In practice, the main commands/workflow to know:

  • git init to start a project.
  • git add . + git commit to submit changes.
  • git push + git pull to trade changes with others.

Check out Ry's git Tutorial and search the internet for more articles and videos to learn from.

Installing git

Git for Windows was installed alongside Visual Studio, but can be installed separately if needed.

If installing yourself, enable the following options:

  • Windows Explorer Integration: Git Bash Here
  • Git LFS (Large File Support)

Configuring git

Open Git Bash from the Windows Start Menu and run the follow commands:

Manually edit these lines to set the commit author details:

# Commit author details; these are required AND public!
# Use an email attached to your GitHub account for credit.
# Can also use UserName@users.noreply.github.com for privacy.
git config --global user.name "Your Name"
git config --global user.email "your.email@example.com"

Copy/paste this entire block; no modification needed:

# Tool Integrations
git config --global core.editor 'code --wait --new-window'

git config --global merge.tool vscode
git config --replace --global mergetool.vscode.cmd 'code --wait $MERGED'
git config --global mergetool.prompt "false"

git config --global diff.tool vscode
git config --replace --global difftool.vscode.cmd 'code --wait --diff $LOCAL $REMOTE'

git config --global gpg.program "$(where gpg)"

# Usability
git config --global push.default "simple"
git config --global push.followTags "true"

git config --global status.showUntrackedFiles "all"
git config --global core.autocrlf "true"
git config --global color.ui "true"

# Aliases/Shortcuts/Macros
git config --global alias.hist "log --graph --pretty=format:'%Cred%h%Creset -%C(yellow)%d%Creset %s %Cgreen(%cr) %C(bold blue)<%an>%Creset'"
git config --global alias.stash-all "stash save --include-untracked"

GitHub

GitHub is a popular website that hosts git repositories (source code) and helps developers collaborate on projects. It has free public and private repositories, good documentation, issue tracking, automatic build servers, download distribution, and more. All this makes it a good choice of host for new projects.

Signing Up for GitHub

Register at GitHub.com -- the free account is enough.

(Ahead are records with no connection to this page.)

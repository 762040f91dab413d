//! L3: the origin server.
//!
//! # Responsibilities
//! - Forward the upstream request: plain `http` over the pooled hyper client,
//!   `https` over reqwest with rustls
//! - Buffer the response body (bounded) and strip hop-by-hop headers
//! - Mark origin responses as `DYNAMIC` so a fresh render reports `MISS`
//!
//! # Design Decisions
//! - The client's own `Host` comes from the upstream URL; the incoming one is dropped
//! - Origin never caches: it is the source of truth

use async_trait::async_trait;
use axum::{
    body::Body,
    http::{header, HeaderMap, HeaderValue, Request},
};
use bytes::BytesMut;
use hyper_util::{
    client::legacy::{connect::HttpConnector, Client},
    rt::TokioExecutor,
};
use std::sync::Arc;
use std::time::Duration;
use thiserror::Error;

use crate::config::OriginConfig;
use crate::context::{CacheLevel, ForwardRequest, RequestContext, ResponseContext};
use crate::http::headers::{CacheStatus, X_CACHE_STATUS};
use crate::http::response::{strip_hop_by_hop, BufferedResponse};

use super::{FetchError, Tier};

#[derive(Debug, Error)]
pub enum OriginError {
    #[error("invalid upstream request: {0}")]
    Request(#[from] axum::http::Error),

    #[error("upstream unreachable: {0}")]
    Upstream(#[from] hyper_util::client::legacy::Error),

    #[error("upstream client failed: {0}")]
    Client(#[from] reqwest::Error),

    #[error("failed to read upstream body: {0}")]
    Body(String),
}

/// Something that answers forwarded requests.
#[async_trait]
pub trait Origin: Send + Sync {
    async fn forward(&self, request: &ForwardRequest) -> Result<BufferedResponse, OriginError>;
}

/// Origin reached over HTTP/1.1 with a pooled hyper client.
#[derive(Clone)]
pub struct HyperOrigin {
    client: Client<HttpConnector, Body>,
    max_body_bytes: usize,
}

impl HyperOrigin {
    pub fn new(config: &OriginConfig) -> Self {
        let mut connector = HttpConnector::new();
        connector.set_connect_timeout(Some(Duration::from_secs(config.connect_timeout_secs)));
        let client = Client::builder(TokioExecutor::new()).build(connector);

        Self {
            client,
            max_body_bytes: config.max_body_bytes,
        }
    }
}

#[async_trait]
impl Origin for HyperOrigin {
    async fn forward(&self, request: &ForwardRequest) -> Result<BufferedResponse, OriginError> {
        let mut builder = Request::builder()
            .method(request.method.clone())
            .uri(request.url.as_str());
        if let Some(headers) = builder.headers_mut() {
            *headers = upstream_headers(&request.headers);
        }
        let upstream = builder.body(Body::from(request.body.clone()))?;

        let response = self.client.request(upstream).await?;
        let (parts, body) = response.into_parts();
        let body = axum::body::to_bytes(Body::new(body), self.max_body_bytes)
            .await
            .map_err(|e| OriginError::Body(e.to_string()))?;

        let mut headers = parts.headers;
        strip_hop_by_hop(&mut headers);
        Ok(BufferedResponse::new(parts.status, headers, body))
    }
}

/// Origin reached through reqwest, used for `https` upstreams.
///
/// Redirects are returned to the caller untouched, as the hyper client does.
#[derive(Clone)]
pub struct ReqwestOrigin {
    client: reqwest::Client,
    max_body_bytes: usize,
}

impl ReqwestOrigin {
    pub fn new(config: &OriginConfig) -> Result<Self, OriginError> {
        let client = reqwest::Client::builder()
            .connect_timeout(Duration::from_secs(config.connect_timeout_secs))
            .redirect(reqwest::redirect::Policy::none())
            .build()?;

        Ok(Self {
            client,
            max_body_bytes: config.max_body_bytes,
        })
    }
}

#[async_trait]
impl Origin for ReqwestOrigin {
    async fn forward(&self, request: &ForwardRequest) -> Result<BufferedResponse, OriginError> {
        let mut response = self
            .client
            .request(request.method.clone(), request.url.clone())
            .headers(upstream_headers(&request.headers))
            .body(request.body.clone())
            .send()
            .await?;

        let status = response.status();
        let mut headers = std::mem::take(response.headers_mut());
        strip_hop_by_hop(&mut headers);

        let mut body = BytesMut::new();
        while let Some(chunk) = response.chunk().await? {
            if body.len() + chunk.len() > self.max_body_bytes {
                return Err(OriginError::Body(format!(
                    "body exceeds {} bytes",
                    self.max_body_bytes
                )));
            }
            body.extend_from_slice(&chunk);
        }

        Ok(BufferedResponse::new(status, headers, body.freeze()))
    }
}

/// Pick the client matching the configured protocol.
pub fn origin_for(config: &OriginConfig) -> Result<Arc<dyn Origin>, OriginError> {
    match config.protocol.as_str() {
        "http" => Ok(Arc::new(HyperOrigin::new(config))),
        _ => Ok(Arc::new(ReqwestOrigin::new(config)?)),
    }
}

/// Request headers as sent upstream: the client sets `Host` from the URL.
fn upstream_headers(incoming: &HeaderMap) -> HeaderMap {
    let mut headers = HeaderMap::with_capacity(incoming.len());
    for (name, value) in incoming.iter() {
        if *name != header::HOST {
            headers.append(name.clone(), value.clone());
        }
    }
    strip_hop_by_hop(&mut headers);
    headers
}

pub struct OriginTier {
    origin: Arc<dyn Origin>,
}

impl OriginTier {
    pub fn new(origin: Arc<dyn Origin>) -> Self {
        Self { origin }
    }
}

#[async_trait]
impl Tier for OriginTier {
    fn level(&self) -> CacheLevel {
        CacheLevel::L3
    }

    async fn fetch(&self, ctx: &RequestContext) -> Result<Option<BufferedResponse>, FetchError> {
        let mut response = self.origin.forward(&ctx.request).await?;
        if !response.headers.contains_key(X_CACHE_STATUS) {
            response.headers.insert(
                X_CACHE_STATUS,
                HeaderValue::from_static(CacheStatus::Dynamic.as_str()),
            );
        }
        Ok(Some(response))
    }

    fn cache(&self, _ctx: &RequestContext, _response: &ResponseContext) -> bool {
        false
    }
}
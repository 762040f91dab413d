//! Entry routing: bypass straight to origin, or render through the cache.
//!
//! # Design Decisions
//! - Immutable after construction (thread-safe without locks)
//! - Explicit `Route` rather than a boolean

use crate::config::BypassConfig;

use super::matcher::{AnyMatcher, LocaleSectionMatcher, Matcher, PathPrefixMatcher};

#[derive(Debug, Clone, Copy, PartialEq, Eq)]
pub enum Route {
    /// Forward to origin unmodified, any method.
    Bypass,
    /// Serve through the cache tier chain.
    Render,
}

#[derive(Debug)]
pub struct EntryRouter {
    bypass: AnyMatcher,
}

impl EntryRouter {
    pub fn from_config(config: &BypassConfig) -> Self {
        let mut matchers: Vec<Box<dyn Matcher>> = Vec::new();
        if !config.sections.is_empty() {
            matchers.push(Box::new(LocaleSectionMatcher::new(config.sections.clone())));
        }
        for prefix in config.prefixes.iter().filter(|p| !p.is_empty()) {
            matchers.push(Box::new(PathPrefixMatcher::new(prefix.clone())));
        }

        Self {
            bypass: AnyMatcher::new(matchers),
        }
    }

    pub fn route(&self, path: &str) -> Route {
        if self.bypass.matches(path) {
            Route::Bypass
        } else {
            Route::Render
        }
    }
}
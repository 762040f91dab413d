//! Per-tag version counters.
//!
//! # Responsibilities
//! - Hold one integer counter per cache tag (absent tags read as 0)
//! - Serialize mutations of the same tag
//! - Persist the full counter set to a JSON file after every mutation
//!
//! # Design Decisions
//! - Per-tag async mutex: writers of one tag never block another tag
//! - Snapshot writes go through a temp file and rename so a crash never
//!   leaves a truncated state file

use async_trait::async_trait;
use dashmap::DashMap;
use std::collections::BTreeMap;
use std::path::{Path, PathBuf};
use std::sync::Arc;
use thiserror::Error;
use tokio::sync::Mutex;

#[derive(Debug, Error)]
pub enum CounterError {
    #[error("counter persistence failed: {0}")]
    Io(#[from] std::io::Error),

    #[error("counter state is not valid JSON: {0}")]
    Corrupt(#[from] serde_json::Error),
}

/// Authoritative store of tag versions.
#[async_trait]
pub trait Counter: Send + Sync {
    /// Current value; 0 when the tag has never been touched.
    async fn get(&self, tag: &str) -> Result<i64, CounterError>;

    /// Add one and return the new value.
    async fn increment(&self, tag: &str) -> Result<i64, CounterError>;

    /// Subtract one and return the new value.
    async fn decrement(&self, tag: &str) -> Result<i64, CounterError>;
}

/// In-process counter with optional JSON persistence.
#[derive(Debug, Default)]
pub struct LocalCounter {
    values: DashMap<String, i64>,
    locks: DashMap<String, Arc<Mutex<()>>>,
    persistence: Option<PathBuf>,
    writer: Mutex<()>,
}

impl LocalCounter {
    /// Counter that lives only in memory.
    pub fn new() -> Self {
        Self::default()
    }

    /// Counter backed by `path`, loading existing state if the file exists.
    pub fn open(path: impl AsRef<Path>) -> Result<Self, CounterError> {
        let path = path.as_ref().to_path_buf();
        let values = DashMap::new();

        if path.exists() {
            let content = std::fs::read_to_string(&path)?;
            let snapshot: BTreeMap<String, i64> = serde_json::from_str(&content)?;
            for (tag, value) in snapshot {
                values.insert(tag, value);
            }
            tracing::info!(
                path = %path.display(),
                tags = values.len(),
                "Loaded tag counters from disk"
            );
        }

        Ok(Self {
            values,
            locks: DashMap::new(),
            persistence: Some(path),
            writer: Mutex::new(()),
        })
    }

    /// Build from configuration: persistent when a path is configured.
    pub fn from_path(path: Option<&str>) -> Result<Self, CounterError> {
        match path {
            Some(path) if !path.is_empty() => Self::open(path),
            _ => Ok(Self::new()),
        }
    }

    /// Copy of every counter.
    pub fn snapshot(&self) -> BTreeMap<String, i64> {
        self.values
            .iter()
            .map(|entry| (entry.key().clone(), *entry.value()))
            .collect()
    }

    async fn apply(&self, tag: &str, delta: i64) -> Result<i64, CounterError> {
        let lock = self.locks.entry(tag.to_string()).or_default().clone();
        let _guard = lock.lock().await;

        let value = {
            let mut entry = self.values.entry(tag.to_string()).or_insert(0);
            *entry += delta;
            *entry
        };

        if let Err(e) = self.persist().await {
            // Memory never runs ahead of the state file.
            if let Some(mut entry) = self.values.get_mut(tag) {
                *entry -= delta;
            }
            tracing::error!(tag = %tag, error = %e, "Failed to persist tag counter, change rolled back");
            return Err(e);
        }
        Ok(value)
    }

    async fn persist(&self) -> Result<(), CounterError> {
        let Some(path) = &self.persistence else {
            return Ok(());
        };

        let _writer = self.writer.lock().await;
        let json = serde_json::to_vec_pretty(&self.snapshot())?;
        let tmp = path.with_extension("tmp");
        tokio::fs::write(&tmp, json).await?;
        tokio::fs::rename(&tmp, path).await?;
        Ok(())
    }
}

#[async_trait]
impl Counter for LocalCounter {
    async fn get(&self, tag: &str) -> Result<i64, CounterError> {
        Ok(self.values.get(tag).map(|v| *v).unwrap_or(0))
    }

    async fn increment(&self, tag: &str) -> Result<i64, CounterError> {
        self.apply(tag, 1).await
    }

    async fn decrement(&self, tag: &str) -> Result<i64, CounterError> {
        self.apply(tag, -1).await
    }
}
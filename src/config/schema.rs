//! Configuration schema definitions.
//!
//! This module defines the complete configuration structure for the edge cache.
//! All types derive Serde traits for deserialization from config files.

use serde::{Deserialize, Serialize};
use std::time::Duration;

/// Root configuration for the edge cache.
#[derive(Debug, Clone, Deserialize, Serialize, Default)]
#[serde(default)]
pub struct ProxyConfig {
    /// Listener configuration (bind address).
    pub listener: ListenerConfig,

    /// Upstream origin the chain falls back to.
    pub origin: OriginConfig,

    /// Cache tier behaviour.
    pub cache: CacheConfig,

    /// Paths forwarded to origin without caching.
    pub bypass: BypassConfig,

    /// Tag counter settings.
    pub counter: CounterConfig,

    /// Timeout configuration.
    pub timeouts: TimeoutConfig,

    /// Observability settings.
    pub observability: ObservabilityConfig,
}

/// Listener configuration.
#[derive(Debug, Clone, Deserialize, Serialize)]
#[serde(default)]
pub struct ListenerConfig {
    /// Bind address (e.g., "0.0.0.0:8080").
    pub bind_address: String,
}

impl Default for ListenerConfig {
    fn default() -> Self {
        Self {
            bind_address: "0.0.0.0:8080".to_string(),
        }
    }
}

/// Upstream origin configuration.
#[derive(Debug, Clone, Deserialize, Serialize)]
#[serde(default)]
pub struct OriginConfig {
    /// Origin host name, without scheme or port.
    pub host: String,

    /// Origin scheme, `http` or `https`.
    pub protocol: String,

    /// Origin port.
    pub port: u16,

    /// Query parameters removed from the forwarded request (and the cache keys).
    pub tracking_params: Vec<String>,

    /// Largest origin body buffered for caching, in bytes.
    pub max_body_bytes: usize,

    /// Connection establishment timeout in seconds.
    pub connect_timeout_secs: u64,
}

impl Default for OriginConfig {
    fn default() -> Self {
        Self {
            host: "localhost".to_string(),
            protocol: "http".to_string(),
            port: 3000,
            tracking_params: [
                "gclid",
                "gclsrc",
                "fbclid",
                "utm_source",
                "utm_medium",
                "utm_campaign",
                "utm_content",
            ]
            .iter()
            .map(|p| p.to_string())
            .collect(),
            max_body_bytes: 8 * 1024 * 1024,
            connect_timeout_secs: 5,
        }
    }
}

/// Cache tier configuration.
#[derive(Debug, Clone, Deserialize, Serialize)]
#[serde(default)]
pub struct CacheConfig {
    /// Overrides the `cdn-cache-control` directive stamped on SSR responses.
    pub forced_edge_cache_control: Option<String>,

    /// Tenant prefix inserted in every object store key.
    pub object_key_prefix: String,

    /// Delays before each background refresh of a CSR response, indexed by attempt.
    pub retry_delays_ms: Vec<u64>,

    /// User agent sent to origin on refresh attempts so it renders server side.
    pub retry_user_agent: String,

    /// Maximum number of responses held by the in-memory edge cache.
    pub edge_max_entries: usize,
}

impl Default for CacheConfig {
    fn default() -> Self {
        Self {
            forced_edge_cache_control: None,
            object_key_prefix: String::new(),
            retry_delays_ms: vec![2_000, 10_000],
            retry_user_agent: "Googlebot".to_string(),
            edge_max_entries: 10_000,
        }
    }
}

impl CacheConfig {
    /// Refresh delays as durations.
    pub fn retry_delays(&self) -> Vec<Duration> {
        self.retry_delays_ms
            .iter()
            .map(|ms| Duration::from_millis(*ms))
            .collect()
    }
}

/// Paths that skip the cache chain entirely.
#[derive(Debug, Clone, Deserialize, Serialize)]
#[serde(default)]
pub struct BypassConfig {
    /// Sections matched after a two-letter locale segment (`/es/cart`).
    pub sections: Vec<String>,

    /// Raw path prefixes.
    pub prefixes: Vec<String>,
}

impl Default for BypassConfig {
    fn default() -> Self {
        Self {
            sections: ["cart", "order", "login", "my-account", "wishlist", "checkout"]
                .iter()
                .map(|s| s.to_string())
                .collect(),
            prefixes: Vec::new(),
        }
    }
}

/// Tag counter configuration.
#[derive(Debug, Clone, Deserialize, Serialize, Default)]
#[serde(default)]
pub struct CounterConfig {
    /// JSON file the counters are persisted to. In-memory only when unset.
    pub persistence_path: Option<String>,
}

/// Timeout configuration.
#[derive(Debug, Clone, Deserialize, Serialize)]
#[serde(default)]
pub struct TimeoutConfig {
    /// Request timeout (total time for request/response) in seconds.
    pub request_secs: u64,
}

impl Default for TimeoutConfig {
    fn default() -> Self {
        Self { request_secs: 30 }
    }
}

/// Observability configuration.
#[derive(Debug, Clone, Deserialize, Serialize)]
#[serde(default)]
pub struct ObservabilityConfig {
    /// Log level (trace, debug, info, warn, error).
    pub log_level: String,

    /// Enable metrics endpoint.
    pub metrics_enabled: bool,

    /// Metrics endpoint bind address.
    pub metrics_address: String,
}

impl Default for ObservabilityConfig {
    fn default() -> Self {
        Self {
            log_level: "info".to_string(),
            metrics_enabled: false,
            metrics_address: "0.0.0.0:9090".to_string(),
        }
    }
}
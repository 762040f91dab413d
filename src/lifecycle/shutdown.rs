//! Shutdown coordination for the server.

use tokio::sync::broadcast;

/// Coordinator for graceful shutdown.
///
/// The HTTP server and the signal task subscribe; whoever sees the stop
/// condition first calls `trigger`.
pub struct Shutdown {
    tx: broadcast::Sender<()>,
}

impl Shutdown {
    pub fn new() -> Self {
        let (tx, _) = broadcast::channel(1);
        Self { tx }
    }

    pub fn subscribe(&self) -> broadcast::Receiver<()> {
        self.tx.subscribe()
    }

    /// Fire the shutdown signal. A trigger with no subscribers is a no-op.
    pub fn trigger(&self) {
        let _ = self.tx.send(());
    }

    /// Handle that can trigger shutdown from another task.
    pub fn trigger_handle(&self) -> broadcast::Sender<()> {
        self.tx.clone()
    }
}

impl Default for Shutdown {
    fn default() -> Self {
        Self::new()
    }
}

Choose a good, safe-for-work username. It's painful to change later because it breaks all existing links to your repositories, among other troubles.

Use a good password and STRONGLY consider enabling TOTP two-factor authentication. Compromised developer accounts are gold -- don't wait until it's too late. Use LastPass alongside Authy or LastPass Authenticator if you lack a password or 2FA manager.

What's Next?

Now that you have the tools, it's time to learn how to use them:

  • Don't know C#? Consider the Yellow Book, or find other tutorials to your taste.
  • Haven't used git? See Ry's git Tutorial to start versioning and collaborating on code.
  • New to GitHub? git and GitHub aren't the same thing -- learn more here.

And after learning the basics of each, you're finally ready to create RebornBuddy add-ons.